■ Data for the task
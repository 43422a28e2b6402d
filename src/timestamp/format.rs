//! Format tags
//!
//! Closed set of timestamp encodings and display zones.

use std::fmt;
use std::str::FromStr;

use chrono_tz::Tz;

use super::ConversionError;

/// Selects the epoch/unit interpretation and the display zone of a conversion
#[derive(Debug, Clone, Copy, PartialEq, Eq, Hash)]
pub enum FormatTag {
    /// Microseconds since 1970, rendered in Asia/Tokyo
    Jst,
    /// Microseconds since 1970, rendered in UTC
    Utc,
    /// Microseconds since 1970, rendered in GMT
    Gmt,
    /// Microseconds since 1970, rendered in a named IANA zone
    Zone(Tz),
    UnixSecond,
    UnixMillisecond,
    UnixMicrosecond,
    /// HFS+ style, microseconds since 2001-01-01
    Mac,
    /// Core Data, microseconds since 2001-01-01
    Cocoa,
    /// Windows FILETIME, 100 ns ticks since 1601-01-01
    Filetime,
    /// Microseconds since 1601-01-01
    Webkit,
    Chrome,
    Firefox,
}

impl FormatTag {
    /// Every tag that has no zone parameter
    pub const FIXED: [FormatTag; 12] = [
        FormatTag::Jst,
        FormatTag::Utc,
        FormatTag::Gmt,
        FormatTag::UnixSecond,
        FormatTag::UnixMillisecond,
        FormatTag::UnixMicrosecond,
        FormatTag::Mac,
        FormatTag::Cocoa,
        FormatTag::Filetime,
        FormatTag::Webkit,
        FormatTag::Chrome,
        FormatTag::Firefox,
    ];

    /// Canonical tag name
    pub fn name(&self) -> &'static str {
        match self {
            FormatTag::Jst => "JST",
            FormatTag::Utc => "UTC",
            FormatTag::Gmt => "GMT",
            FormatTag::Zone(tz) => tz.name(),
            FormatTag::UnixSecond => "UNIX_second",
            FormatTag::UnixMillisecond => "UNIX_millisecond",
            FormatTag::UnixMicrosecond => "UNIX_microsecond",
            FormatTag::Mac => "MAC",
            FormatTag::Cocoa => "COCOA",
            FormatTag::Filetime => "FILETIME",
            FormatTag::Webkit => "WEBKIT",
            FormatTag::Chrome => "CHROME",
            FormatTag::Firefox => "FIREFOX",
        }
    }

    /// True when the output is a calendar time rather than an integer
    pub fn is_calendar(&self) -> bool {
        !matches!(
            self,
            FormatTag::UnixSecond | FormatTag::UnixMillisecond | FormatTag::UnixMicrosecond
        )
    }

    /// Zones offered alongside the fixed tags when showing timestamp details
    pub fn named_zones() -> Vec<FormatTag> {
        vec![
            FormatTag::Jst,
            FormatTag::Utc,
            FormatTag::Gmt,
            FormatTag::Zone(chrono_tz::US::Pacific),
            FormatTag::Zone(chrono_tz::US::Eastern),
            FormatTag::Zone(chrono_tz::Europe::London),
            FormatTag::Zone(chrono_tz::Europe::Paris),
            FormatTag::Zone(chrono_tz::Asia::Shanghai),
            FormatTag::Zone(chrono_tz::Asia::Seoul),
            FormatTag::Zone(chrono_tz::Australia::Sydney),
        ]
    }

    /// The full detail panel: UNIX units, platform encodings, then zones
    pub fn detail_set() -> Vec<FormatTag> {
        let mut tags = vec![
            FormatTag::UnixSecond,
            FormatTag::UnixMillisecond,
            FormatTag::UnixMicrosecond,
            FormatTag::Filetime,
            FormatTag::Mac,
            FormatTag::Cocoa,
            FormatTag::Webkit,
            FormatTag::Chrome,
            FormatTag::Firefox,
        ];
        tags.extend(Self::named_zones());
        tags
    }
}

impl fmt::Display for FormatTag {
    fn fmt(&self, f: &mut fmt::Formatter<'_>) -> fmt::Result {
        f.write_str(self.name())
    }
}

impl FromStr for FormatTag {
    type Err = ConversionError;

    fn from_str(s: &str) -> Result<Self, Self::Err> {
        let trimmed = s.trim();
        let tag = match trimmed.to_ascii_uppercase().as_str() {
            "JST" | "ASIA/TOKYO" => FormatTag::Jst,
            "UTC" => FormatTag::Utc,
            "GMT" => FormatTag::Gmt,
            "UNIX_SECOND" | "UNIX_SEC" => FormatTag::UnixSecond,
            "UNIX_MILLISECOND" | "UNIX_MILLI" => FormatTag::UnixMillisecond,
            "UNIX_MICROSECOND" | "UNIX" => FormatTag::UnixMicrosecond,
            "MAC" => FormatTag::Mac,
            "COCOA" => FormatTag::Cocoa,
            "FILETIME" => FormatTag::Filetime,
            "WEBKIT" => FormatTag::Webkit,
            "CHROME" => FormatTag::Chrome,
            "FIREFOX" => FormatTag::Firefox,
            _ => {
                return trimmed
                    .parse::<Tz>()
                    .map(FormatTag::Zone)
                    .map_err(|_| ConversionError::UnknownFormat(trimmed.to_string()))
            }
        };
        Ok(tag)
    }
}
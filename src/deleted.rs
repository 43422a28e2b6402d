//! Deleted record finder
//!
//! Locates messages the app has flagged as deleted but whose text is still
//! present in the row. Only tables that follow the sentinel convention
//! (by default `Z_OPT = 1` with `ZTEXT`, `ZTIMESTAMP`, `Z_PK`) qualify.

use serde::Serialize;

use crate::config::DeletionConvention;
use crate::error::{InspectError, Result};
use crate::storage::{quote_ident, ColumnSchemaReader, Database};
use crate::value::Value;

/// A deleted-but-recoverable message
#[derive(Debug, Clone, PartialEq, Eq, Serialize)]
pub struct DeletedRecord {
    pub timestamp: Value,
    pub text: String,
    pub row_id: Value,
}

/// Runs the deleted-message query against one database
pub struct DeletedRecordFinder<'a> {
    db: &'a Database,
    convention: &'a DeletionConvention,
}

impl<'a> DeletedRecordFinder<'a> {
    pub fn new(db: &'a Database, convention: &'a DeletionConvention) -> Self {
        Self { db, convention }
    }

    /// Deleted rows with text, most recent first
    ///
    /// Fails with `Schema` if the table is missing and with `Query` if it
    /// lacks any of the convention's columns.
    pub fn find_deleted(&self, table: &str) -> Result<Vec<DeletedRecord>> {
        self.check_columns(table)?;

        let c = self.convention;
        let sql = format!(
            "SELECT {ts}, {text}, {id} FROM {table} \
             WHERE {sentinel} = ?1 AND {text} IS NOT NULL \
             ORDER BY {ts} DESC",
            ts = quote_ident(&c.timestamp_column),
            text = quote_ident(&c.text_column),
            id = quote_ident(&c.id_column),
            sentinel = quote_ident(&c.sentinel_column),
            table = quote_ident(table),
        );

        let query_err = |e: rusqlite::Error| InspectError::Query(format!("deleted scan on {} failed: {}", table, e));

        let mut stmt = self.db.connection().prepare(&sql).map_err(query_err)?;
        let records = stmt
            .query_map([c.marker], |row| {
                Ok(DeletedRecord {
                    timestamp: Value::from(row.get_ref(0)?),
                    text: Value::from(row.get_ref(1)?).to_text_lossy(),
                    row_id: Value::from(row.get_ref(2)?),
                })
            })
            .and_then(|rows| rows.collect::<rusqlite::Result<Vec<_>>>())
            .map_err(query_err)?;

        Ok(records)
    }

    fn check_columns(&self, table: &str) -> Result<()> {
        let columns = ColumnSchemaReader::new(self.db).read(table)?;
        let c = self.convention;

        let missing: Vec<&str> = [
            &c.sentinel_column,
            &c.text_column,
            &c.timestamp_column,
            &c.id_column,
        ]
        .into_iter()
        .filter(|wanted| !columns.iter().any(|col| col.name.eq_ignore_ascii_case(wanted)))
        .map(|s| s.as_str())
        .collect();

        if missing.is_empty() {
            Ok(())
        } else {
            Err(InspectError::Query(format!(
                "table {} lacks deleted-message column(s): {}",
                table,
                missing.join(", ")
            )))
        }
    }
}
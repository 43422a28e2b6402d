//! Configuration for tableinfo
//!
//! Centralized configuration with sensible defaults.

use crate::timestamp::{FormatTag, DEFAULT_TIMESTAMP_KEYWORDS};

/// Main configuration for an inspection session
#[derive(Debug, Clone)]
pub struct Config {
    // -------------------------------------------------------------------------
    // WAL Configuration
    // -------------------------------------------------------------------------
    /// How rows are read out of the `-wal` sibling, when one exists
    pub wal_strategy: WalStrategy,

    // -------------------------------------------------------------------------
    // Timestamp Configuration
    // -------------------------------------------------------------------------
    /// Substrings that mark a column name as temporal (case-insensitive)
    pub timestamp_keywords: Vec<String>,

    /// Format used to render temporal cells unless a column overrides it
    pub display_format: FormatTag,

    // -------------------------------------------------------------------------
    // Deleted Record Configuration
    // -------------------------------------------------------------------------
    /// Column convention for logically deleted messages
    pub deletion: DeletionConvention,
}

/// WAL read strategy
#[derive(Debug, Clone, Copy, PartialEq, Eq, Default)]
pub enum WalStrategy {
    /// Sniff the sibling header and pick Standalone or Overlay
    #[default]
    Auto,

    /// Open the sibling itself as a database file
    Standalone,

    /// Copy main file + sibling into a temp dir and let SQLite apply the frames
    Overlay,
}

/// Names the columns that model a logically deleted message
#[derive(Debug, Clone, PartialEq, Eq)]
pub struct DeletionConvention {
    /// Sentinel column compared against `marker`
    pub sentinel_column: String,

    /// Sentinel value meaning "deleted"
    pub marker: i64,

    /// Column holding the recoverable text
    pub text_column: String,

    /// Column used for most-recent-first ordering
    pub timestamp_column: String,

    /// Row identifier column
    pub id_column: String,
}

impl Default for DeletionConvention {
    fn default() -> Self {
        Self {
            sentinel_column: "Z_OPT".to_string(),
            marker: 1,
            text_column: "ZTEXT".to_string(),
            timestamp_column: "ZTIMESTAMP".to_string(),
            id_column: "Z_PK".to_string(),
        }
    }
}

impl Default for Config {
    fn default() -> Self {
        Self {
            wal_strategy: WalStrategy::Auto,
            timestamp_keywords: DEFAULT_TIMESTAMP_KEYWORDS
                .iter()
                .map(|k| k.to_string())
                .collect(),
            display_format: FormatTag::Jst,
            deletion: DeletionConvention::default(),
        }
    }
}

impl Config {
    /// Create a new config builder
    pub fn builder() -> ConfigBuilder {
        ConfigBuilder::default()
    }
}

/// Builder for Config
#[derive(Default)]
pub struct ConfigBuilder {
    config: Config,
}

impl ConfigBuilder {
    /// Set the WAL read strategy
    pub fn wal_strategy(mut self, strategy: WalStrategy) -> Self {
        self.config.wal_strategy = strategy;
        self
    }

    /// Replace the timestamp keyword list
    pub fn timestamp_keywords<I, S>(mut self, keywords: I) -> Self
    where
        I: IntoIterator<Item = S>,
        S: Into<String>,
    {
        self.config.timestamp_keywords = keywords.into_iter().map(Into::into).collect();
        self
    }

    /// Append one keyword to the timestamp keyword list
    pub fn extra_timestamp_keyword(mut self, keyword: impl Into<String>) -> Self {
        self.config.timestamp_keywords.push(keyword.into());
        self
    }

    /// Set the default display format for temporal cells
    pub fn display_format(mut self, format: FormatTag) -> Self {
        self.config.display_format = format;
        self
    }

    /// Set the deleted-message column convention
    pub fn deletion(mut self, convention: DeletionConvention) -> Self {
        self.config.deletion = convention;
        self
    }

    pub fn build(self) -> Config {
        self.config
    }
}
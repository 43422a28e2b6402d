//! Benchmarks for timestamp conversion, column classification and WAL merging

use std::hint::black_box;

use criterion::{criterion_group, criterion_main, Criterion};
use rusqlite::{params, Connection};
use tableinfo::timestamp::{classify_column, convert, describe, FormatTag, KeywordMatcher, TemporalMatcher};
use tableinfo::wal::wal_path_for;
use tableinfo::{Database, Value, WalReconciler, WalStrategy};
use tempfile::TempDir;

const NEW_YEAR_JST: i64 = 1_704_034_800_000_000;

fn codec_benchmarks(c: &mut Criterion) {
    let value = Value::Integer(NEW_YEAR_JST);
    let marked = Value::Text(format!("➡{}", NEW_YEAR_JST));

    c.bench_function("convert_jst", |b| b.iter(|| convert(black_box(&value), FormatTag::Jst)));
    c.bench_function("convert_filetime", |b| {
        b.iter(|| convert(black_box(&value), FormatTag::Filetime))
    });
    c.bench_function("convert_marked_text", |b| {
        b.iter(|| convert(black_box(&marked), FormatTag::Jst))
    });
    c.bench_function("describe", |b| b.iter(|| describe(black_box(&value))));
}

fn classifier_benchmarks(c: &mut Criterion) {
    let matcher = KeywordMatcher::default().with_keyword("ZSEEN");
    let names = ["Z_PK", "ZTIMESTAMP", "ZTEXT", "ZLASTMODIFIED", "ZSENDER", "ZSEENFLAG"];

    c.bench_function("classify_column", |b| {
        b.iter(|| names.iter().filter(|n| classify_column(black_box(n))).count())
    });
    c.bench_function("keyword_matcher", |b| {
        b.iter(|| names.iter().filter(|n| matcher.is_temporal(black_box(n))).count())
    });
}

fn write_messages(path: &std::path::Path, keys: std::ops::Range<i64>) {
    let conn = Connection::open(path).unwrap();
    conn.execute("CREATE TABLE ZMESSAGE (Z_PK INTEGER PRIMARY KEY, ZTIMESTAMP INTEGER, ZTEXT TEXT)", [])
        .unwrap();
    conn.execute("BEGIN", []).unwrap();
    for pk in keys {
        conn.execute(
            "INSERT INTO ZMESSAGE VALUES (?1, ?2, ?3)",
            params![pk, NEW_YEAR_JST + pk, format!("message {}", pk)],
        )
        .unwrap();
    }
    conn.execute("COMMIT", []).unwrap();
}

fn reconcile_benchmarks(c: &mut Criterion) {
    let temp = TempDir::new().unwrap();
    let db_path = temp.path().join("talk.sqlite");
    write_messages(&db_path, 0..10_000);
    write_messages(&wal_path_for(&db_path), 9_000..11_000);

    let db = Database::open(&db_path).unwrap();
    let reconciler = WalReconciler::new(&db, WalStrategy::Standalone);

    c.bench_function("reconcile_10k_main_2k_wal", |b| {
        b.iter(|| reconciler.reconcile(black_box("ZMESSAGE"), None).unwrap())
    });
    c.bench_function("reconcile_limited", |b| {
        b.iter(|| reconciler.reconcile(black_box("ZMESSAGE"), Some(100)).unwrap())
    });
}

criterion_group!(benches, codec_benchmarks, classifier_benchmarks, reconcile_benchmarks);
criterion_main!(benches);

■ Work to complete
Using the records above, report each line with the string "join".

■ Exercise solution
                missing.join(", ")
    let db_path = temp.path().join("talk.sqlite");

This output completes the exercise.